(How to complete this task): Pick out all lines in the listing holding the string "ServiceError" and copy them.

(Input data):
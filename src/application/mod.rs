// ============================================================
// Layer 2 — Application Layer
// ============================================================
// Wires the domain types and the text pipeline into the
// service callers talk to.
//
//   service_config.rs   — settings fixed at construction
//   tokenizer_service.rs — envelope dispatch + document assembly

pub mod service_config;

pub mod tokenizer_service;
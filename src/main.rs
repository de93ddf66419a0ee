mod cli;

use anyhow::Result;
use clap::Parser;
use cli::Cli;

fn main() -> Result<()> {
    // Logs go to stderr; stdout carries only envelope JSON
    tracing_subscriber::fmt()
        .with_writer(std::io::stderr)
        .with_env_filter(
            tracing_subscriber::EnvFilter::from_default_env()
                .add_directive("lif_tokenizer=info".parse()?),
        )
        .init();

    let cli = Cli::parse();
    cli.run()
}
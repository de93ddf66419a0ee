// ============================================================
// Layer 2 — Service Configuration
// ============================================================
// Settings that shape the service's output. Loaded from a JSON
// file (see infra::config_store), overridden by CLI flags, and
// fixed for the lifetime of the service once constructed.

use serde::{Deserialize, Serialize};
use std::path::PathBuf;

/// Default producer identity written into metadata and views
pub const DEFAULT_PRODUCER: &str = "lif_tokenizer::TokenizerService";

/// Default identifier recorded in the view's contains declaration
pub const DEFAULT_VIEW_TYPE: &str = "lif-tokenizer";

#[derive(Debug, Clone, PartialEq, Serialize, Deserialize)]
#[serde(default)]
pub struct ServiceConfig {
    /// Producer identity; also the service name in metadata
    pub producer: String,

    /// Identifier recorded under the TOKEN contains entry
    pub view_type: String,

    /// Id of the single view the service creates
    pub view_id: String,

    /// tokenizer.json (or a directory holding one). When unset the
    /// built-in English segmenter is used.
    pub tokenizer_path: Option<PathBuf>,

    /// Pretty-print response JSON
    pub pretty: bool,
}

impl Default for ServiceConfig {
    fn default() -> Self {
        Self {
            producer:       DEFAULT_PRODUCER.to_string(),
            view_type:      DEFAULT_VIEW_TYPE.to_string(),
            view_id:        "v1".to_string(),
            tokenizer_path: None,
            pretty:         true,
        }
    }
}

#[cfg(test)]
mod tests {
    use super::*;

    #[test]
    fn test_partial_json_fills_defaults() {
        let cfg: ServiceConfig = serde_json::from_str(r#"{"view_id": "tokens"}"#).unwrap();
        assert_eq!(cfg.view_id, "tokens");
        assert_eq!(cfg.producer, DEFAULT_PRODUCER);
        assert!(cfg.pretty);
        assert!(cfg.tokenizer_path.is_none());
    }
}
// ============================================================
// Layer 4 — Segmenters
// ============================================================
// Implementations of the Segmenter trait that ship with the
// crate:
//
//   EnglishSegmenter — splits on whitespace and punctuation
//                      using the BERT pre-tokenizer from the
//                      `tokenizers` crate, then groups tokens
//                      into sentences.
//
//   FixedSegmenter   — returns preset batches regardless of
//                      the input text. Used to drive the
//                      aligner with exact tokenizer output.
//
// Sentence grouping (shared with PretrainedSegmenter):
//   - a sentence ends after a terminal token (. ! ?) that is
//     followed by whitespace or the end of the text, so "4.5"
//     and "approx.)" stay inside their sentence
//   - a blank line between two tokens also ends a sentence
//   - trailing tokens form a final sentence

use tokenizers::pre_tokenizers::bert::BertPreTokenizer;
use tokenizers::{OffsetReferential, OffsetType, PreTokenizedString, PreTokenizer};

use crate::domain::traits::Segmenter;
use crate::error::{Result, ServiceError};

/// Tokens that close a sentence
const TERMINATORS: [&str; 3] = [".", "!", "?"];

// ─── EnglishSegmenter ─────────────────────────────────────────────────────────
/// Word and punctuation tokenizer for English text.
///
/// Tokens are slices of the input, so they always align.
#[derive(Debug, Default, Clone)]
pub struct EnglishSegmenter;

impl EnglishSegmenter {
    pub fn new() -> Self {
        Self
    }
}

impl Segmenter for EnglishSegmenter {
    fn segment(&self, text: &str) -> Result<Vec<Vec<String>>> {
        let mut pretokenized = PreTokenizedString::from(text);
        BertPreTokenizer
            .pre_tokenize(&mut pretokenized)
            .map_err(|e| ServiceError::Segmentation(e.to_string()))?;

        let splits = pretokenized.get_splits(OffsetReferential::Original, OffsetType::Byte);
        Ok(group_sentences(
            text,
            splits.into_iter().map(|(token, offsets, _)| (token, offsets)),
        ))
    }
}

// ─── FixedSegmenter ───────────────────────────────────────────────────────────
/// Ignores its input and returns the batches it was built with.
#[derive(Debug, Clone)]
pub struct FixedSegmenter {
    sentences: Vec<Vec<String>>,
}

impl FixedSegmenter {
    pub fn new<S, T>(sentences: S) -> Self
    where
        S: IntoIterator<Item = T>,
        T: IntoIterator,
        T::Item: Into<String>,
    {
        Self {
            sentences: sentences
                .into_iter()
                .map(|s| s.into_iter().map(Into::into).collect())
                .collect(),
        }
    }
}

impl Segmenter for FixedSegmenter {
    fn segment(&self, _text: &str) -> Result<Vec<Vec<String>>> {
        Ok(self.sentences.clone())
    }
}

// ─── Sentence grouping ────────────────────────────────────────────────────────
/// Group `(token, (byte_start, byte_end))` splits into sentences.
/// Offsets refer to `text`.
pub(crate) fn group_sentences<'a>(
    text:   &str,
    splits: impl IntoIterator<Item = (&'a str, (usize, usize))>,
) -> Vec<Vec<String>> {
    let mut sentences = Vec::new();
    let mut current   = Vec::new();
    let mut last_end  = 0usize;

    for (token, (start, end)) in splits {
        if token.is_empty() {
            continue;
        }

        // A blank line between two tokens closes the open sentence
        let gap = text.get(last_end..start).unwrap_or("");
        if !current.is_empty() && gap.matches('\n').count() >= 2 {
            sentences.push(std::mem::take(&mut current));
        }

        current.push(token.to_string());
        last_end = end;

        if TERMINATORS.contains(&token) && ends_at_break(text, end) {
            sentences.push(std::mem::take(&mut current));
        }
    }

    if !current.is_empty() {
        sentences.push(current);
    }
    sentences
}

/// True when `text` has whitespace or nothing at byte `end`
fn ends_at_break(text: &str, end: usize) -> bool {
    text.get(end..)
        .and_then(|rest| rest.chars().next())
        .map_or(true, char::is_whitespace)
}

// ─── Unit Tests ───────────────────────────────────────────────────────────────
#[cfg(test)]
mod tests {
    use super::*;

    #[test]
    fn test_english_splits_words_and_punctuation() {
        let out = EnglishSegmenter::new().segment("Hi there.").unwrap();
        assert_eq!(out, vec![vec!["Hi", "there", "."]]);
    }

    #[test]
    fn test_english_splits_sentences_on_terminators() {
        let out = EnglishSegmenter::new()
            .segment("It works! Does it? Yes.")
            .unwrap();
        assert_eq!(out.len(), 3);
        assert_eq!(out[0], vec!["It", "works", "!"]);
        assert_eq!(out[1], vec!["Does", "it", "?"]);
        assert_eq!(out[2], vec!["Yes", "."]);
    }

    #[test]
    fn test_english_blank_line_ends_sentence() {
        let out = EnglishSegmenter::new()
            .segment("A heading\n\nBody text here")
            .unwrap();
        assert_eq!(out, vec![vec!["A", "heading"], vec!["Body", "text", "here"]]);
    }

    #[test]
    fn test_english_keeps_trailing_fragment() {
        let out = EnglishSegmenter::new().segment("Done. and then").unwrap();
        assert_eq!(out, vec![vec!["Done", "."], vec!["and", "then"]]);
    }

    #[test]
    fn test_english_empty_text() {
        let out = EnglishSegmenter::new().segment("   ").unwrap();
        assert!(out.is_empty());
    }

    #[test]
    fn test_english_tokens_are_substrings() {
        let text = "Don't panic: it's only 4.5% (approx.) of “the” total…";
        for token in EnglishSegmenter::new().segment(text).unwrap().iter().flatten() {
            assert!(text.contains(token.as_str()), "token {token:?} not in text");
        }
    }

    #[test]
    fn test_decimal_and_abbreviation_stay_in_sentence() {
        let out = EnglishSegmenter::new()
            .segment("It grew 4.5 percent (approx.) today. Next")
            .unwrap();
        assert_eq!(out.len(), 2);
        assert_eq!(out[0].last().map(String::as_str), Some("."));
        assert!(out[0].contains(&"4".to_string()));
        assert!(out[0].contains(&"approx".to_string()));
        assert_eq!(out[1], vec!["Next"]);
    }

    #[test]
    fn test_group_terminator_glued_to_next_token() {
        let text = "v1.2 ok. Done";
        let out  = group_sentences(
            text,
            [
                ("v1", (0, 2)),
                (".", (2, 3)),
                ("2", (3, 4)),
                ("ok", (5, 7)),
                (".", (7, 8)),
                ("Done", (9, 13)),
            ],
        );
        assert_eq!(out, vec![vec!["v1", ".", "2", "ok", "."], vec!["Done"]]);
    }

    #[test]
    fn test_fixed_ignores_input() {
        let seg = FixedSegmenter::new([vec!["a", "b"], vec!["c"]]);
        assert_eq!(seg.segment("anything").unwrap(), vec![vec!["a", "b"], vec!["c"]]);
        assert_eq!(seg.segment("").unwrap().len(), 2);
    }

    #[test]
    fn test_group_single_newline_does_not_split() {
        let text = "one\ntwo";
        let out  = group_sentences(text, [("one", (0, 3)), ("two", (4, 7))]);
        assert_eq!(out, vec![vec!["one", "two"]]);
    }
}
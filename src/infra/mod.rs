// ============================================================
// Layer 6 — Infrastructure Layer
// ============================================================
// Filesystem-facing helpers used by the binary and by service
// construction:
//
//   tokenizer_store.rs — loads a tokenizer.json and adapts its
//                        normalizer + pre-tokenizer into a
//                        Segmenter
//
//   config_store.rs    — reads/writes ServiceConfig as JSON
//
// Request handling itself never touches the filesystem.

/// tokenizer.json loading and the PretrainedSegmenter
pub mod tokenizer_store;

/// ServiceConfig persistence
pub mod config_store;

(Solution for this task):
use crate::error::{Result, ServiceError};
            .map_err(|e| ServiceError::Segmentation(e.to_string()))?;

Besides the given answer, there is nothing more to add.